## WORK ITEM
Print all the entries exactly.

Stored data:
--------------------------------------------------

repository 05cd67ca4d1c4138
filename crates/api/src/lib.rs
pub mod app;
pub mod config;
pub mod error;
pub mod extractors;
pub mod middleware;
pub mod routes;
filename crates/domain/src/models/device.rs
//! Device domain model.

use serde::{de, Deserialize, Deserializer, Serialize};

use crate::error::DomainError;
use shared::validation::{parse_bool_flag, require_param};

/// A registered device and what it is currently doing.
#[derive(Debug, Clone, PartialEq, Eq, Serialize, Deserialize)]
pub struct Device {
    pub id: String,
    pub show_name: String,
    #[serde(deserialize_with = "deserialize_using")]
    pub using: bool,
    pub app_name: String,
}

/// Accepts native booleans as well as the `"true"`/`"false"` strings found in
/// documents written by older deployments.
fn deserialize_using<'de, D>(deserializer: D) -> Result<bool, D::Error>
where
    D: Deserializer<'de>,
{
    #[derive(Deserialize)]
    #[serde(untagged)]
    enum Flag {
        Bool(bool),
        Text(String),
    }

    match Flag::deserialize(deserializer)? {
        Flag::Bool(value) => Ok(value),
        Flag::Text(text) => parse_bool_flag("using", &text)
            .map_err(|_| de::Error::custom(format!("invalid value for using: {:?}", text))),
    }
}

/// Raw arguments of an add-device request.
#[derive(Debug, Clone, Default, Deserialize)]
pub struct DeviceDraft {
    pub show_name: Option<String>,
    pub using: Option<String>,
    pub app_name: Option<String>,
}

/// A validated device that has not been assigned an ID yet.
#[derive(Debug, Clone, PartialEq, Eq)]
pub struct NewDevice {
    pub show_name: String,
    pub using: bool,
    pub app_name: String,
}

impl DeviceDraft {
    /// Checks `show_name`, `using` and `app_name`, in that order.
    pub fn validate(&self) -> Result<NewDevice, DomainError> {
        let show_name = require_param("show_name", self.show_name.as_deref())?;
        let using = parse_bool_flag("using", self.using.as_deref().unwrap_or_default())?;
        let app_name = require_param("app_name", self.app_name.as_deref())?;

        Ok(NewDevice {
            show_name: show_name.to_string(),
            using,
            app_name: app_name.to_string(),
        })
    }
}

impl NewDevice {
    pub fn into_device(self, id: String) -> Device {
        Device {
            id,
            show_name: self.show_name,
            using: self.using,
            app_name: self.app_name,
        }
    }
}

/// Raw arguments of a set-device request, all optional.
#[derive(Debug, Clone, Default, Deserialize)]
pub struct DeviceUpdate {
    pub show_name: Option<String>,
    pub using: Option<String>,
    pub app_name: Option<String>,
}

/// A validated partial update. `None` fields keep their current value.
#[derive(Debug, Clone, Default, PartialEq, Eq)]
pub struct DevicePatch {
    pub show_name: Option<String>,
    pub using: Option<bool>,
    pub app_name: Option<String>,
}

impl DeviceUpdate {
    /// Validates every present field before any of them can be applied.
    pub fn validate(&self) -> Result<DevicePatch, DomainError> {
        let using = match self.using.as_deref() {
            Some(raw) => Some(parse_bool_flag("using", raw)?),
            None => None,
        };

        Ok(DevicePatch {
            show_name: self.show_name.clone(),
            using,
            app_name: self.app_name.clone(),
        })
    }
}

impl DevicePatch {
    pub fn apply(self, device: &mut Device) {
        if let Some(show_name) = self.show_name {
            device.show_name = show_name;
        }
        if let Some(using) = self.using {
            device.using = using;
        }
        if let Some(app_name) = self.app_name {
            device.app_name = app_name;
        }
    }
}

/// Response payload for device mutations.
#[derive(Debug, Clone, Serialize)]
pub struct DeviceResponse {
    pub success: bool,
    pub message: String,
    pub device: Device,
    #[serde(skip_serializing_if = "Option::is_none")]
    pub device_id: Option<String>,
}

impl DeviceResponse {
    pub fn added(device: Device) -> Self {
        Self {
            success: true,
            message: "Device added successfully".to_string(),
            device_id: Some(device.id.clone()),
            device,
        }
    }

    pub fn updated(device: Device) -> Self {
        Self {
            success: true,
            message: "Device status updated successfully".to_string(),
            device,
            device_id: None,
        }
    }

    pub fn removed(device: Device) -> Self {
        Self {
            success: true,
            message: "Device removed successfully".to_string(),
            device,
            device_id: None,
        }
    }
}

/// Response payload for the device listing.
#[derive(Debug, Clone, Serialize)]
pub struct DeviceListResponse {
    pub success: bool,
    pub devices: Vec<Device>,
}

impl From<Vec<Device>> for DeviceListResponse {
    fn from(devices: Vec<Device>) -> Self {
        Self {
            success: true,
            devices,
        }
    }
}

--------------------------------------------------

## RESULT OF THIS EXERCISE
repository 05cd67ca4d1c4138
filename crates/api/src/lib.rs
pub mod app;
pub mod config;
pub mod error;
pub mod extractors;
pub mod middleware;
pub mod routes;
filename crates/domain/src/models/device.rs
//! Device domain model.

use serde::{de, Deserialize, Deserializer, Serialize};

use crate::error::DomainError;
use shared::validation::{parse_bool_flag, require_param};

/// A registered device and what it is currently doing.
#[derive(Debug, Clone, PartialEq, Eq, Serialize, Deserialize)]
pub struct Device {
    pub id: String,
    pub show_name: String,
    #[serde(deserialize_with = "deserialize_using")]
    pub using: bool,
    pub app_name: String,
}

/// Accepts native booleans as well as the `"true"`/`"false"` strings found in
/// documents written by older deployments.
fn deserialize_using<'de, D>(deserializer: D) -> Result<bool, D::Error>
where
    D: Deserializer<'de>,
{
    #[derive(Deserialize)]
    #[serde(untagged)]
    enum Flag {
        Bool(bool),
        Text(String),
    }

    match Flag::deserialize(deserializer)? {
        Flag::Bool(value) => Ok(value),
        Flag::Text(text) => parse_bool_flag("using", &text)
            .map_err(|_| de::Error::custom(format!("invalid value for using: {:?}", text))),
    }
}

/// Raw arguments of an add-device request.
#[derive(Debug, Clone, Default, Deserialize)]
pub struct DeviceDraft {
    pub show_name: Option<String>,
    pub using: Option<String>,
    pub app_name: Option<String>,
}

/// A validated device that has not been assigned an ID yet.
#[derive(Debug, Clone, PartialEq, Eq)]
pub struct NewDevice {
    pub show_name: String,
    pub using: bool,
    pub app_name: String,
}

impl DeviceDraft {
    /// Checks `show_name`, `using` and `app_name`, in that order.
    pub fn validate(&self) -> Result<NewDevice, DomainError> {
        let show_name = require_param("show_name", self.show_name.as_deref())?;
        let using = parse_bool_flag("using", self.using.as_deref().unwrap_or_default())?;
        let app_name = require_param("app_name", self.app_name.as_deref())?;

        Ok(NewDevice {
            show_name: show_name.to_string(),
            using,
            app_name: app_name.to_string(),
        })
    }
}

impl NewDevice {
    pub fn into_device(self, id: String) -> Device {
        Device {
            id,
            show_name: self.show_name,
            using: self.using,
            app_name: self.app_name,
        }
    }
}

/// Raw arguments of a set-device request, all optional.
#[derive(Debug, Clone, Default, Deserialize)]
pub struct DeviceUpdate {
    pub show_name: Option<String>,
    pub using: Option<String>,
    pub app_name: Option<String>,
}

/// A validated partial update. `None` fields keep their current value.
#[derive(Debug, Clone, Default, PartialEq, Eq)]
pub struct DevicePatch {
    pub show_name: Option<String>,
    pub using: Option<bool>,
    pub app_name: Option<String>,
}

impl DeviceUpdate {
    /// Validates every present field before any of them can be applied.
    pub fn validate(&self) -> Result<DevicePatch, DomainError> {
        let using = match self.using.as_deref() {
            Some(raw) => Some(parse_bool_flag("using", raw)?),
            None => None,
        };

        Ok(DevicePatch {
            show_name: self.show_name.clone(),
            using,
            app_name: self.app_name.clone(),
        })
    }
}

impl DevicePatch {
    pub fn apply(self, device: &mut Device) {
        if let Some(show_name) = self.show_name {
            device.show_name = show_name;
        }
        if let Some(using) = self.using {
            device.using = using;
        }
        if let Some(app_name) = self.app_name {
            device.app_name = app_name;
        }
    }
}

/// Response payload for device mutations.
#[derive(Debug, Clone, Serialize)]
pub struct DeviceResponse {
    pub success: bool,
    pub message: String,
    pub device: Device,
    #[serde(skip_serializing_if = "Option::is_none")]
    pub device_id: Option<String>,
}

impl DeviceResponse {
    pub fn added(device: Device) -> Self {
        Self {
            success: true,
            message: "Device added successfully".to_string(),
            device_id: Some(device.id.clone()),
            device,
        }
    }

    pub fn updated(device: Device) -> Self {
        Self {
            success: true,
            message: "Device status updated successfully".to_string(),
            device,
            device_id: None,
        }
    }

    pub fn removed(device: Device) -> Self {
        Self {
            success: true,
            message: "Device removed successfully".to_string(),
            device,
            device_id: None,
        }
    }
}

/// Response payload for the device listing.
#[derive(Debug, Clone, Serialize)]
pub struct DeviceListResponse {
    pub success: bool,
    pub devices: Vec<Device>,
}

impl From<Vec<Device>> for DeviceListResponse {
    fn from(devices: Vec<Device>) -> Self {
        Self {
            success: true,
            devices,
        }
    }
}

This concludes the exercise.